Before starting at LMN, I lived in China for over three years, where I became fascinated by the classical gardens of Suzhou. These gardens, unique to southern China, are populated by small pavilions and halls, sculpted rock outcroppings, shallow pools, and planted areas, all contained within a perimeter wall and arranged in an aesthetically pleasing manner. While a pleasing arrangement of rocks may be enough to satisfy bored tourists, architects and designers find the gardens endlessly fascinating for the way they orchestrate experience, frame space, and create illusory depth in their limited boundaries.
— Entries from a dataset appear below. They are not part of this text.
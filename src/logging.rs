use std::path::PathBuf;
use tracing_subscriber::{EnvFilter, fmt, layer::SubscriberExt, util::SubscriberInitExt};

/// Initialize the logging system
///
/// # Arguments
/// * `verbose` - Enable verbose (DEBUG) logging
/// * `log_file` - Optional path to log file. If None, logs only to stderr
pub fn init(verbose: bool, log_file: Option<PathBuf>) {
    // RUST_LOG wins over the verbose flag
    let env_filter = EnvFilter::try_from_default_env()
        .unwrap_or_else(|_| EnvFilter::new(default_directive(verbose)));

    // Build the subscriber with stderr output
    let stderr_layer = fmt::layer()
        .with_writer(std::io::stderr)
        .with_target(false) // Don't show module path
        .compact();

    let subscriber = tracing_subscriber::registry()
        .with(env_filter)
        .with(stderr_layer);

    // Add file logging if path provided
    if let Some(log_path) = log_file {
        // Create log directory if it doesn't exist
        if let Some(parent) = log_path.parent() {
            let _ = std::fs::create_dir_all(parent);
        }

        // Set up file appender with rotation
        let file_appender = tracing_appender::rolling::daily(
            log_path
                .parent()
                .unwrap_or_else(|| std::path::Path::new(".")),
            log_path
                .file_name()
                .unwrap_or_else(|| std::ffi::OsStr::new("todoql.log")),
        );

        // Structured logs for the file sink
        let file_layer = fmt::layer()
            .with_writer(file_appender)
            .with_ansi(false) // No colors in file
            .json();

        subscriber.with(file_layer).init();
    } else {
        subscriber.init();
    }
}

fn default_directive(verbose: bool) -> String {
    let level = if verbose { "debug" } else { "info" };
    format!("todoql={}", level)
}

#[cfg(test)]
mod tests {
    use super::*;

    #[test]
    fn test_default_directive() {
        assert_eq!(default_directive(false), "todoql=info");
        assert_eq!(default_directive(true), "todoql=debug");
    }

    #[test]
    fn test_directive_parses_as_filter() {
        assert!(EnvFilter::try_new(default_directive(true)).is_ok());
    }
}
use assert_cmd::Command;
use predicates::prelude::*;
use tempfile::TempDir;

fn todoql_cmd() -> Command {
    let mut cmd = Command::new(assert_cmd::cargo::cargo_bin!("todoql"));
    for var in [
        "TODOQL_CONFIG",
        "TODOQL_STORE_URI",
        "TODOQL_DATABASE",
        "TODOQL_PORT",
        "TODOQL_HOST",
        "TODOQL_LOG_FILE",
    ] {
        cmd.env_remove(var);
    }
    cmd
}

// =============================================================================
// Basic CLI
// =============================================================================

#[test]
fn test_help() {
    todoql_cmd()
        .arg("--help")
        .assert()
        .success()
        .stdout(predicate::str::contains("GraphQL gateway"));
}

#[test]
fn test_version() {
    todoql_cmd()
        .arg("--version")
        .assert()
        .success()
        .stdout(predicate::str::contains("todoql"));
}

#[test]
fn test_schema_prints_sdl() {
    todoql_cmd()
        .arg("schema")
        .assert()
        .success()
        .stdout(predicate::str::contains("getUserByID"))
        .stdout(predicate::str::contains("deleteTodoByID"))
        .stdout(predicate::str::contains("type User"));
}

// =============================================================================
// Query / Mutate
// =============================================================================

#[test]
fn test_query_against_memory_store() {
    todoql_cmd()
        .args(["--store-uri", "memory://", "query", "{ getUsers { userID } }"])
        .assert()
        .success()
        .stdout(predicate::str::contains("\"getUsers\": []"));
}

#[test]
fn test_mutate_wraps_body() {
    todoql_cmd()
        .args([
            "--store-uri",
            "memory://",
            "mutate",
            r#"createUser(userID: "u1", name: "Ann", email: "a@x.com") { userID name }"#,
        ])
        .assert()
        .success()
        .stdout(predicate::str::contains("\"name\": \"Ann\""));
}

#[test]
fn test_query_with_variables() {
    todoql_cmd()
        .args([
            "--store-uri",
            "memory://",
            "query",
            "query($id: ID!) { getTodoByID(id: $id) { id } }",
            "--variables",
            r#"{"id": "t1"}"#,
        ])
        .assert()
        .success()
        .stdout(predicate::str::contains("\"getTodoByID\": null"));
}

#[test]
fn test_invalid_variables_fail() {
    todoql_cmd()
        .args([
            "--store-uri",
            "memory://",
            "query",
            "{ getUsers { userID } }",
            "--variables",
            "not json",
        ])
        .assert()
        .failure()
        .stderr(predicate::str::contains("Invalid --variables JSON"));
}

// =============================================================================
// Configuration
// =============================================================================

#[test]
fn test_store_uri_from_config_file() {
    let temp_dir = TempDir::new().unwrap();
    std::fs::write(
        temp_dir.path().join("todoql.toml"),
        "[store]\nuri = \"memory://\"\n",
    )
    .unwrap();

    todoql_cmd()
        .args(["query", "{ getTodos { id } }"])
        .current_dir(temp_dir.path())
        .assert()
        .success()
        .stdout(predicate::str::contains("\"getTodos\": []"));
}

#[test]
fn test_store_uri_from_env() {
    todoql_cmd()
        .env("TODOQL_STORE_URI", "memory://")
        .args(["query", "{ getTodos { id } }"])
        .assert()
        .success();
}

#[test]
fn test_unsupported_store_scheme_fails() {
    todoql_cmd()
        .args(["--store-uri", "redis://localhost", "query", "{ getUsers { userID } }"])
        .assert()
        .failure()
        .stderr(predicate::str::contains("unsupported store scheme"));
}

#[test]
fn test_missing_config_file_fails() {
    let temp_dir = TempDir::new().unwrap();

    todoql_cmd()
        .args(["--config", "missing.toml", "query", "{ getUsers { userID } }"])
        .current_dir(temp_dir.path())
        .assert()
        .failure()
        .stderr(predicate::str::contains("Failed to load configuration"));
}

#[test]
fn test_store_uri_flag_overrides_config_file() {
    let temp_dir = TempDir::new().unwrap();
    std::fs::write(
        temp_dir.path().join("todoql.toml"),
        "[store]\nuri = \"redis://localhost\"\n",
    )
    .unwrap();

    todoql_cmd()
        .args(["query", "{ getUsers { userID } }"])
        .current_dir(temp_dir.path())
        .assert()
        .failure()
        .stderr(predicate::str::contains("unsupported store scheme"));

    todoql_cmd()
        .args(["--store-uri", "memory://", "query", "{ getUsers { userID } }"])
        .current_dir(temp_dir.path())
        .assert()
        .success()
        .stdout(predicate::str::contains("\"getUsers\": []"));
}

#[test]
fn test_store_uri_env_overrides_config_file() {
    let temp_dir = TempDir::new().unwrap();
    std::fs::write(
        temp_dir.path().join("todoql.toml"),
        "[store]\nuri = \"redis://localhost\"\n",
    )
    .unwrap();

    todoql_cmd()
        .env("TODOQL_STORE_URI", "memory://")
        .args(["query", "{ getTodos { id } }"])
        .current_dir(temp_dir.path())
        .assert()
        .success()
        .stdout(predicate::str::contains("\"getTodos\": []"));
}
Suzhou’s gardens are characterized by ambiguity of interior and exterior space, collisions of disparate forms and materials, and above all the intricate layering of space to create subtle perceptual shifts that serve to destabilize the viewer’s sense of space and scale, inspiring a kind of sublime wonder, a worthy goal for designers in any era or cultural context.
How are these effects achieved? Is Chinese garden design a lost art, or subject to codes buried in ancient design manuals? Can we leverage our computational tools to quantify what makes these gardens so beguiling? Could spatial analysis of these gardens hold any lessons for designers today?
[single point isovist diagram – windows as obstacles]
[single point isovist diagram – windows as void]
As a starting point, we can analyze a floor plan based on “spatial intelligibility” – a metric that indicates the relative visual accessibility or enclosure of a space. Intelligibility is best understood as an aggregation of vectors, a summation of the length of direct sightlines in all directions. From any point in the space, we draw projecting rays outward until they hit obstacles, measure the distance from the origin point to the intersection point, and add the values. (For this example, we’ve used Grasshopper‘s Isovist component.)
[isovist grid with radial projecting lines]
[sample points with color map gradient – low density of samples]
Extending this logic to a grid, we can find this intelligibility value for every grid point and create a gradient map that visualizes the relative visual legibility of the space. In this simple example, we can see clearly that the ‘compressed’ space to the left has lower intelligibility values than the ‘open’ space to the right.
While this type of analysis, based only on physical barriers, could be useful (for retail planning, for instance, or urban design), we have so far assumed only solid obstacles. What would happen if we considered barriers that allowed visual, but not physical connections between adjacent spaces?
[sample points with color map gradient – high density of samples, windows as obstacles]
[sample points with color map gradient – high density of samples, windows as voids]
In Chinese gardens, there is a disjunction between physical accessibility and visual accessibility: windows often open to adjacent spaces that may be accessible only through convoluted, indirect routes. Screen walls divide space but still allow views through. While it may not be the most efficient layout, this complication is the root of many of the gardens’ pleasures, and is worth studying further.
For this analysis, we’ve picked the Garden of the Master of Nets, one of Suzhou’s most celebrated gardens. A moderately sized garden, it contains several areas of interest: a relatively enclosed section with halls and courtyards along a linear axis, a large open area around a shallow pool, and several intriguing areas where covered walkways collide with small pavilions and rockeries. By analyzing the plan for both physical and visual intelligibility, we can begin to quantify and visualize the unique qualities of each space.
Here, we’ve mapped physical intelligibility; how accessible is each point on the grid? Note the values around the pond: though visitors can see across, we’re treating the pond edge as a boundary.
Here, we’ve mapped visual intelligibility, and so we’ve removed the obstacle objects wherever a window or screen wall allows views through to spaces beyond. Note the pond edge again, some of the longest sightlines are to be had around the pool.
Finally, by calculating the difference between the physical and visual intelligibility values, we can create a map of the spaces where the disjunction between the two is greatest, and we can surmise that these are the areas where the surprising perceptual effects of the garden are most evident. The pond edge is worth noting again, as the views are open, but movement is restrained. More surprising, areas that are dense with rockeries and covered walkways are highlighted as well. These areas are physically divided but visually permeable thanks to the corridors’ open edges and prevalence of screen walls and windows.
Visual connectivity without physical access could be frustrating, but here is is an operative method of the design, and a technique that could be adapted for future building projects if such an effect is desirable. Designers today often deal with situations where circulation paths are kept separate for security, or sanitary, or social reasons. In such cases, visual connectivity may be encouraged as a way to enliven a users’ experience of the space. In retail design, intelligibility maps can be used to anticipate shopfront visibility, and thus sales. Extended to a sectional analysis, or a three-dimensional matrix, similar techniques could be used to analyze the overall legibility of a stadium or auditorium. In urban planning, these metrics could be used to anticipate traffic loads, or to speculate on usage patterns of public spaces. In all cases, intelligibility ties computational power to qualitative effects, and is worth further study as a metric that help designers bridge the gap between the digital and the physical.